Publication Date: 1-16-2011
Outlet: General Aviation News
Article URL: http://www.generalaviationnews.com/?p=34488
The true story of the youngest licensed pilot in American history soars high with a DVD and Blu-Ray release of the award-winning movie "Pearl." Produced by the Chickasaw Nation, the film focuses on the adventurous teen years of the late aviatrix Eula "Pearl" Carter Scott.
Pearl, portrayed by California actress Elijah DeJesus, develops a love of flying after meeting the famous aviator Wiley Post (Tom Huston Orr) in the 1920s. Impressed by her enthusiasm and determination to learn flying, Pearl's father George Carter (Andrew Sensenig), a very successful business man in Marlow, Okla., buys her a plane and hires a flight instructor.

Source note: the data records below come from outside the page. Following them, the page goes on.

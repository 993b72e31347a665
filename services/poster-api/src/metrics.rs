//! Application metrics collection and reporting.

use metrics::{counter, histogram};
use serde::{Deserialize, Serialize};
use std::sync::atomic::{AtomicU64, Ordering};
use std::time::Instant;
use tokio::sync::RwLock;

use renderer::RenderDiagnostics;

/// Metrics collector for the poster API.
#[derive(Debug)]
pub struct PosterMetrics {
    /// Request counts
    pub poster_requests: AtomicU64,
    pub invalid_requests: AtomicU64,

    /// Render stats
    pub renders_total: AtomicU64,
    pub render_errors: AtomicU64,
    pub background_fallbacks: AtomicU64,
    pub font_fallbacks: AtomicU64,
    pub posters_persisted: AtomicU64,

    /// Timing stats (stored as microseconds)
    render_times: RwLock<TimingStats>,

    /// Start time for uptime calculation
    start_time: Instant,
}

#[derive(Debug, Default)]
struct TimingStats {
    count: u64,
    total_us: u64,
    min_us: u64,
    max_us: u64,
    last_us: u64,
}

impl TimingStats {
    fn record(&mut self, duration_us: u64) {
        self.count += 1;
        self.total_us += duration_us;
        self.last_us = duration_us;
        if self.count == 1 || duration_us < self.min_us {
            self.min_us = duration_us;
        }
        if duration_us > self.max_us {
            self.max_us = duration_us;
        }
    }

    fn avg_ms(&self) -> f64 {
        if self.count == 0 {
            0.0
        } else {
            (self.total_us as f64 / self.count as f64) / 1000.0
        }
    }
}

impl PosterMetrics {
    pub fn new() -> Self {
        Self {
            poster_requests: AtomicU64::new(0),
            invalid_requests: AtomicU64::new(0),
            renders_total: AtomicU64::new(0),
            render_errors: AtomicU64::new(0),
            background_fallbacks: AtomicU64::new(0),
            font_fallbacks: AtomicU64::new(0),
            posters_persisted: AtomicU64::new(0),
            render_times: RwLock::new(TimingStats::default()),
            start_time: Instant::now(),
        }
    }

    /// Record an incoming poster request
    pub fn record_request(&self) {
        self.poster_requests.fetch_add(1, Ordering::Relaxed);
        counter!("poster_requests_total").increment(1);
    }

    /// Record a request rejected for invalid input
    pub fn record_invalid_request(&self) {
        self.invalid_requests.fetch_add(1, Ordering::Relaxed);
        counter!("poster_invalid_requests_total").increment(1);
    }

    /// Record a render attempt
    pub async fn record_render(&self, duration_us: u64, success: bool) {
        self.renders_total.fetch_add(1, Ordering::Relaxed);
        counter!("poster_renders_total").increment(1);
        if !success {
            self.render_errors.fetch_add(1, Ordering::Relaxed);
            counter!("poster_render_errors_total").increment(1);
            return;
        }
        histogram!("poster_render_duration_ms").record(duration_us as f64 / 1000.0);

        let mut times = self.render_times.write().await;
        times.record(duration_us);
    }

    /// Record which assets a successful render fell back on
    pub fn record_diagnostics(&self, diagnostics: &RenderDiagnostics) {
        if diagnostics.background.is_fallback() {
            self.background_fallbacks.fetch_add(1, Ordering::Relaxed);
            counter!("poster_background_fallbacks_total").increment(1);
        }
        if diagnostics.font.is_fallback() {
            self.font_fallbacks.fetch_add(1, Ordering::Relaxed);
            counter!("poster_font_fallbacks_total").increment(1);
        }
    }

    /// Record a poster written to the static directory
    pub fn record_persisted(&self, bytes: usize) {
        self.posters_persisted.fetch_add(1, Ordering::Relaxed);
        counter!("poster_files_persisted_total").increment(1);
        histogram!("poster_file_bytes").record(bytes as f64);
    }

    /// Get current metrics snapshot
    pub async fn snapshot(&self) -> MetricsSnapshot {
        let render_times = self.render_times.read().await;

        MetricsSnapshot {
            uptime_secs: self.start_time.elapsed().as_secs(),
            poster_requests: self.poster_requests.load(Ordering::Relaxed),
            invalid_requests: self.invalid_requests.load(Ordering::Relaxed),
            renders_total: self.renders_total.load(Ordering::Relaxed),
            render_errors: self.render_errors.load(Ordering::Relaxed),
            background_fallbacks: self.background_fallbacks.load(Ordering::Relaxed),
            font_fallbacks: self.font_fallbacks.load(Ordering::Relaxed),
            posters_persisted: self.posters_persisted.load(Ordering::Relaxed),
            render_count: render_times.count,
            render_avg_ms: render_times.avg_ms(),
            render_min_ms: render_times.min_us as f64 / 1000.0,
            render_max_ms: render_times.max_us as f64 / 1000.0,
            render_last_ms: render_times.last_us as f64 / 1000.0,
        }
    }
}

impl Default for PosterMetrics {
    fn default() -> Self {
        Self::new()
    }
}

/// Snapshot of current metrics for JSON serialization.
#[derive(Debug, Clone, Serialize, Deserialize)]
pub struct MetricsSnapshot {
    pub uptime_secs: u64,

    // Request counts
    pub poster_requests: u64,
    pub invalid_requests: u64,

    // Render stats
    pub renders_total: u64,
    pub render_errors: u64,
    pub background_fallbacks: u64,
    pub font_fallbacks: u64,
    pub posters_persisted: u64,

    // Successful render timing
    pub render_count: u64,
    pub render_avg_ms: f64,
    pub render_min_ms: f64,
    pub render_max_ms: f64,
    pub render_last_ms: f64,
}

/// Timer for measuring operation duration.
pub struct Timer {
    start: Instant,
}

impl Timer {
    pub fn start() -> Self {
        Self {
            start: Instant::now(),
        }
    }

    pub fn elapsed_us(&self) -> u64 {
        self.start.elapsed().as_micros() as u64
    }
}

#[cfg(test)]
mod tests {
    use super::*;
    use renderer::AssetSource;
    use std::time::Duration;

    #[tokio::test]
    async fn test_render_timing() {
        let metrics = PosterMetrics::new();
        metrics.record_render(2_000, true).await;
        metrics.record_render(4_000, true).await;
        metrics.record_render(9_000, false).await;

        let snapshot = metrics.snapshot().await;
        assert_eq!(snapshot.renders_total, 3);
        assert_eq!(snapshot.render_errors, 1);
        assert_eq!(snapshot.render_count, 2);
        assert_eq!(snapshot.render_avg_ms, 3.0);
        assert_eq!(snapshot.render_min_ms, 2.0);
        assert_eq!(snapshot.render_max_ms, 4.0);
        assert_eq!(snapshot.render_last_ms, 4.0);
    }

    #[tokio::test]
    async fn test_fallback_counters() {
        let metrics = PosterMetrics::new();
        metrics.record_diagnostics(&RenderDiagnostics {
            background: AssetSource::Fallback,
            font: AssetSource::Cached,
            elapsed: Duration::ZERO,
        });

        let snapshot = metrics.snapshot().await;
        assert_eq!(snapshot.background_fallbacks, 1);
        assert_eq!(snapshot.font_fallbacks, 0);
    }
}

She receives her pilot's license in 1928 at the tender age of 13. By 14, she is flying her father to business appointments and wowing air show audiences with her aerobatic maneuvers all over Oklahoma. She also becomes one of the only two people Post trusts to fly his Lockheed Vega aircraft "Winnie Mae."
More than 3,000 people crowded onto the grounds of the Fly-in Theater at AirVenture 2010 in Oshkosh to see the movie. Thousands more flocked to the "Pearl" booth and Ford's autograph headquarters to have posters or other memorabilia signed by the cast.
Filmed in Oklahoma, the movie portrays the early days of aviation in the state. According to Producer David Rennke, all the flying scenes in the movie were completed in four and one-half hours.
The film also features a rare vintage Curtiss Robin airplane owned by Mississippi pilot David Mars, whom the crew met at a barnstorming tour in Kansas.
Built in 1929 in St. Louis, the plane was destined to be hung in a lobby in New York City, but Mars changed its fate by rescuing it. He flies the vintage aircraft around the country and appears at a number of air shows. He also flew the plane to Moore, Okla., for the official premiere of "Pearl" May 4 at Warren Theatre.
Chickasaw Nation Governor Bill Anoatubby said the story of the Chickasaw aviatrix was a natural for the tribe's first feature-length film project.
"Pearl is a legendary figure in the history of Oklahoma, the world of aviation and in the Chickasaw Nation," said Anoatubby. "She was a dynamic, determined and caring individual who exemplifies many of the finest qualities of Chickasaw people."
The film was named the best overall film and the best Native American film at the 2010 Trail Dance Film Festival. The film was also named a "Heartland Film Festival" official selection. The film is one of only 13 feature films chosen for the distinction out of more than 600 submissions to Heartland, which is well known as one of the largest family oriented film festivals in the world.
"Pearl" also won a "Best of Show" award from "The Indie Fest," and swept the feature docudrama category at the "International Cherokee Film Festival." "Pearl" was an official selection of the AFI Dallas Film Festival, the Boston International Film Festival, the Lake Arrowhead Film Festival and the Sedona International Film Festival. The Dove Foundation recently awarded "Pearl" four "Doves," giving the film its "Family-Approved" Seal for all ages.